E, para concluir, uma bombe glacée. A
culinária sempre me satisfez mais do que o sexo, talvez uma marca que os padres
me deixaram. Continuo sentindo uma espécie de nuvem, na mente, que me impede de
olhar para trás. Por que subitamente voltam a me aflorar à memória as minhas
fugas para o Bicerin vestido com o hábito do padre Bergamaschi? Eu tinha
esquecido completamente o padre Bergamaschi. Quem era? Gosto de deixar correr a
pena para onde o instinto me conduz. Segundo aquele doutor austríaco, eu
deveria chegar a um momento verdadeiramente doloroso para minha memória, o qual
explicaria porque de repente cancelei tantas coisas.
Ontem, dia que eu supunha terça-feira, 22
de Março, acordei como se soubesse muito bem quem era: o capitão Simonini, 67
anos feitos mas bem conservados (sou gordo o bastante para ser considerado aquilo que chamam um belo
homem) e havia assumido em França aquele título como lembrança do avô, aduzindo
vagos transcursos militares nas fileiras dos Mil garibaldinos, coisa que nesse
país, onde Garibaldi é mais estimado que na Itália, desfruta de certo
prestígio. Simone Simonini, nascido em Turim, de pai turinês e mãe francesa (ou
saboiana, mas poucos anos após o seu nascimento o reino da Sardenha cedeu a
Saboia à França). Ainda na cama, eu fantasiava... Dados os problemas que eu
tinha com os russos (os russos?), era melhor não aparecer nos meus restaurantes
preferidos. Poderia cozinhar algo eu mesmo. Trabalhar algumas horas, preparando
uma iguaria, relaxa-me. Por exemplo, umas côtes
de veau Foyot: carne com ao menos quatro centímetros de espessura, porção
para dois, claro, duas cebolas de tamanho médio, 50 gramas de miolo de pão, 75
de gruyère ralado, 50 de manteiga;
esfarela-se e torra-se o miolo até o transformar em farinha de rosca, que será
misturada com o gruyère; depois descascam-se
e picam as cebolas, derretem-se 40 gramas de manteiga numa panelinha, enquanto em outra refogam-se
suavemente as cebolas com a manteiga restante; cobre-se o fundo de um prato com
metade das cebolas, tempera-se com sal e pimenta a carne, que é colocada no
prato e guarnecida lateralmente com o restante das cebolas, envolve-se tudo com
uma primeira camada de farinha de rosca e queijo, fazendo a carne aderir bem ao
fundo do prato, deixando escorrer a manteiga derretida e esmagando levemente
com a mão; coloca-se outra camada de farinha de rosca e queijo até formar uma
espécie de cúpula e acrescentando manteiga derretida; borrifa-se tudo com vinho
branco e caldo, sem ultrapassar a metade da altura da carne. Coloca-se o prato
no forno por cerca de meia hora, continuando a molhar com o vinho e o caldo.

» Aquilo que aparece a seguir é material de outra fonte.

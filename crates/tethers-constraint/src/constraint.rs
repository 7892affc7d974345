//! The point-constraint manager component.

use bevy::prelude::*;

use tethers_core::types::{AttachTarget, ConstraintId};
use tethers_physics::backend::ConstraintBackend;
use tethers_physics::params::{Buddy, ConstraintFlags, PointConstraintParams};

use crate::angles::RotationLimits;

/// Largest damping magnitude accepted by [`PointConstraint::set_damping`].
pub const MAX_DAMPING: f32 = 10_000.0;

// ---------------------------------------------------------------------------
// ConstraintState
// ---------------------------------------------------------------------------

/// Lifecycle state of a [`PointConstraint`], derived from its activation
/// flag and handle bookkeeping.
#[derive(Clone, Copy, Debug, Default, PartialEq, Eq, Hash)]
pub enum ConstraintState {
    /// Deactivated; no constraints may exist.
    #[default]
    Inactive,
    /// Active but unattached (never constrained, or target resolution
    /// failed).
    Unconstrained,
    /// Active with at least one live constraint.
    Constrained,
}

impl ConstraintState {
    /// Returns `true` while at least one constraint is live.
    pub const fn is_constrained(self) -> bool {
        matches!(self, Self::Constrained)
    }

    /// Returns `true` while deactivated.
    pub const fn is_inactive(self) -> bool {
        matches!(self, Self::Inactive)
    }
}

// ---------------------------------------------------------------------------
// PointConstraint
// ---------------------------------------------------------------------------

/// Pins a point on the owning body to another body, or to a fixed point in
/// space, while allowing relative rotation within configured swing limits.
///
/// Parameter edits never touch live constraints; they apply on the next
/// constrain call. Every operation degrades to a silent no-op when the
/// owner has no physical representation yet — constraint setup is often
/// attempted opportunistically during scene loading.
#[derive(Component, Debug, Clone)]
pub struct PointConstraint {
    active: bool,
    axis: Vec3,
    x_limits: RotationLimits,
    yz_limits: RotationLimits,
    damping: f32,
    target: AttachTarget,
    constraint_ids: Vec<ConstraintId>,
}

impl Default for PointConstraint {
    fn default() -> Self {
        Self {
            active: false,
            axis: Vec3::Z,
            x_limits: RotationLimits::default(),
            yz_limits: RotationLimits::default(),
            damping: 0.0,
            target: AttachTarget::World,
            constraint_ids: Vec::new(),
        }
    }
}

impl PointConstraint {
    /// Create a deactivated manager with default parameters.
    #[must_use]
    pub fn new() -> Self {
        Self::default()
    }

    /// Builder: set the activation flag.
    #[must_use]
    pub const fn with_active(mut self, active: bool) -> Self {
        self.active = active;
        self
    }

    /// Builder: set the constraint axis (normalized).
    #[must_use]
    pub fn with_axis(mut self, axis: Vec3) -> Self {
        self.set_axis(axis);
        self
    }

    /// Builder: set the primary-axis swing limits.
    #[must_use]
    pub const fn with_x_limits(mut self, limits: RotationLimits) -> Self {
        self.x_limits = limits;
        self
    }

    /// Builder: set the secondary-axes swing limits.
    #[must_use]
    pub const fn with_yz_limits(mut self, limits: RotationLimits) -> Self {
        self.yz_limits = limits;
        self
    }

    /// Builder: set damping (clamped).
    #[must_use]
    pub fn with_damping(mut self, damping: f32) -> Self {
        self.set_damping(damping);
        self
    }

    /// Builder: set the configured re-attachment target.
    #[must_use]
    pub const fn with_target(mut self, target: AttachTarget) -> Self {
        self.target = target;
        self
    }

    // -- Accessors --

    /// Whether constraints should be (re)established by lifecycle events.
    #[must_use]
    pub const fn is_active(&self) -> bool {
        self.active
    }

    /// Record the activation intent.
    ///
    /// The manager does not act on the flag itself; the host's lifecycle
    /// dispatch (see [`LifecycleEvent`](crate::events::LifecycleEvent))
    /// establishes or removes constraints on the next re-evaluation.
    pub fn set_active(&mut self, active: bool) {
        self.active = active;
    }

    /// The local constraint axis (unit length).
    #[must_use]
    pub const fn axis(&self) -> Vec3 {
        self.axis
    }

    /// Set the constraint axis; the input is normalized. A zero-length
    /// input is ignored.
    pub fn set_axis(&mut self, axis: Vec3) {
        if let Some(unit) = axis.try_normalize() {
            self.axis = unit;
        }
    }

    /// Swing limits around the primary axis.
    #[must_use]
    pub const fn x_limits(&self) -> RotationLimits {
        self.x_limits
    }

    /// Set the primary-axis swing limits.
    pub fn set_x_limits(&mut self, limits: RotationLimits) {
        self.x_limits = limits;
    }

    /// Swing limits around the two secondary axes.
    #[must_use]
    pub const fn yz_limits(&self) -> RotationLimits {
        self.yz_limits
    }

    /// Set the secondary-axes swing limits.
    pub fn set_yz_limits(&mut self, limits: RotationLimits) {
        self.yz_limits = limits;
    }

    /// Rotational damping; 0 means undamped.
    #[must_use]
    pub const fn damping(&self) -> f32 {
        self.damping
    }

    /// Set damping, clamped to ±10000.
    pub fn set_damping(&mut self, damping: f32) {
        self.damping = damping.clamp(-MAX_DAMPING, MAX_DAMPING);
    }

    /// The configured re-attachment target.
    #[must_use]
    pub const fn target(&self) -> AttachTarget {
        self.target
    }

    /// Set the re-attachment target used by lifecycle dispatch.
    pub fn set_target(&mut self, target: AttachTarget) {
        self.target = target;
    }

    /// Identifiers of the live constraints, in creation order.
    #[must_use]
    pub fn constraint_ids(&self) -> &[ConstraintId] {
        &self.constraint_ids
    }

    /// Current lifecycle state.
    #[must_use]
    pub fn state(&self) -> ConstraintState {
        if !self.active {
            ConstraintState::Inactive
        } else if self.constraint_ids.is_empty() {
            ConstraintState::Unconstrained
        } else {
            ConstraintState::Constrained
        }
    }

    // -- Operations --

    /// Constrain the owner to another entity's body.
    ///
    /// A target without a physical representation resolves to "no body"
    /// and the call does nothing.
    pub fn constrain_to_entity(
        &mut self,
        owner: Entity,
        target: Entity,
        disable_collisions: bool,
        backend: &mut dyn ConstraintBackend,
    ) {
        let Some(buddy) = backend.body(target) else {
            debug!(
                "tethers-constraint: target {:?} has no physical body; nothing to constrain",
                target
            );
            return;
        };
        self.constrain(owner, Buddy::Body(buddy), disable_collisions, backend);
    }

    /// Constrain the owner to a fixed point in space.
    pub fn constrain_to_world(&mut self, owner: Entity, backend: &mut dyn ConstraintBackend) {
        self.constrain(owner, Buddy::World, false, backend);
    }

    /// Re-establish against the configured [`AttachTarget`].
    pub fn constrain_to_target(&mut self, owner: Entity, backend: &mut dyn ConstraintBackend) {
        match self.target {
            AttachTarget::World => self.constrain_to_world(owner, backend),
            AttachTarget::Entity {
                target,
                disable_collisions,
            } => self.constrain_to_entity(owner, target, disable_collisions, backend),
        }
    }

    fn constrain(
        &mut self,
        owner: Entity,
        buddy: Buddy,
        disable_collisions: bool,
        backend: &mut dyn ConstraintBackend,
    ) {
        self.remove(owner, backend);

        // The anchor slot is created even when the owner is not yet
        // physicalized, so later transform queries have something to bind
        // to.
        let anchor = backend.anchor_transform(owner);

        let Some(owner_body) = backend.body(owner) else {
            debug!(
                "tethers-constraint: owner {:?} has no physical body; staying unconstrained",
                owner
            );
            return;
        };
        let Some((translation, rotation)) = anchor else {
            debug!(
                "tethers-constraint: owner {:?} has no anchor transform; staying unconstrained",
                owner
            );
            return;
        };

        let frame = rotation * Quat::from_rotation_arc(Vec3::X, self.axis);
        let mut params = PointConstraintParams {
            points: [translation, translation],
            frames: [frame, frame],
            x_limits: self.x_limits.to_radians(),
            yz_limits: self.yz_limits.to_radians(),
            damping: self.damping,
            buddy,
            flags: ConstraintFlags {
                world_frames: true,
                no_tear: true,
                ..ConstraintFlags::default()
            },
        };

        if disable_collisions {
            if let Buddy::Body(buddy_body) = buddy {
                if buddy_body != owner_body {
                    // The pairing must be registered before the joint can
                    // carry load, or a one-frame collision response slips
                    // through.
                    params.flags.ignore_buddy = true;
                    params.flags.inactive = true;
                    let pairing = PointConstraintParams {
                        buddy: Buddy::Body(owner_body),
                        ..params.clone()
                    };
                    backend.add_constraint(buddy_body, &pairing);
                    params.flags.inactive = false;
                }
            }
        }

        if let Some(id) = backend.add_constraint(owner_body, &params) {
            debug!("tethers-constraint: constrained {:?} ({:?})", owner, id);
            self.constraint_ids.push(id);
        }
    }

    /// Tear down every constraint this manager created.
    ///
    /// Handles are discarded even when the owner is no longer
    /// physicalized; the backend invalidates them together with the body.
    /// Calling with an empty handle list is a no-op.
    pub fn remove(&mut self, owner: Entity, backend: &mut dyn ConstraintBackend) {
        for &id in &self.constraint_ids {
            if let Some(body) = backend.body(owner) {
                backend.update_constraint(body, id, true);
            }
        }
        self.constraint_ids.clear();
    }
}

// ---------------------------------------------------------------------------
// Tests
// ---------------------------------------------------------------------------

Acompanhar com couve-flor sautée.
Exige um pouco de tempo, mas os prazeres
da cozinha começam antes dos prazeres do palato, e preparar significa
pregustar, como eu estava fazendo, ainda espreguiçando-me na cama. Os tolos precisam
ter sob as cobertas uma mulher, ou um rapazinho, para não se sentirem sós. Não
sabem que a água na boca é melhor do que uma erecção. Eu tinha em casa quase
tudo, menos o gruyère e a carne. Para
a carne, se fosse outro dia, haveria o açougue da place Maubert, mas, sei lá
por quê, às terças-feiras ele não abre. Eu conhecia outro, a 200 metros de
distância, no boulevard Saint-Germain, e um breve passeio não me faria mal.
Vesti-me e, antes de sair, diante do espelho acima da bacia, apliquei-me o
costumeiro bigode preto e minha bela barba. Em seguida, coloquei a peruca e
penteei-a repartida ao meio, humedecendo levemente o pente com água.
Agasalhei-me com o redingote e meti no bolsinho do colete o relógio de prata
com a corrente bem à vista. Para parecer um capitão reformado, eu gosto,
enquanto falo, de brincar com uma
caixinha de tartaruga, cheia de losangos de alcaçuz e, no interior da tampa, o
retrato de uma mulher feia mas bem-vestida, sem dúvida uma querida defunta». In
Umberto Eco, O Cemitério de Praga, 2010, tradução de Joana Angélica Melo,
ePUBr, Biblioteca Digital Brasileira, Editora Record, Rio de Janeiro, 2011,
ISBN 978-850-109-284-7.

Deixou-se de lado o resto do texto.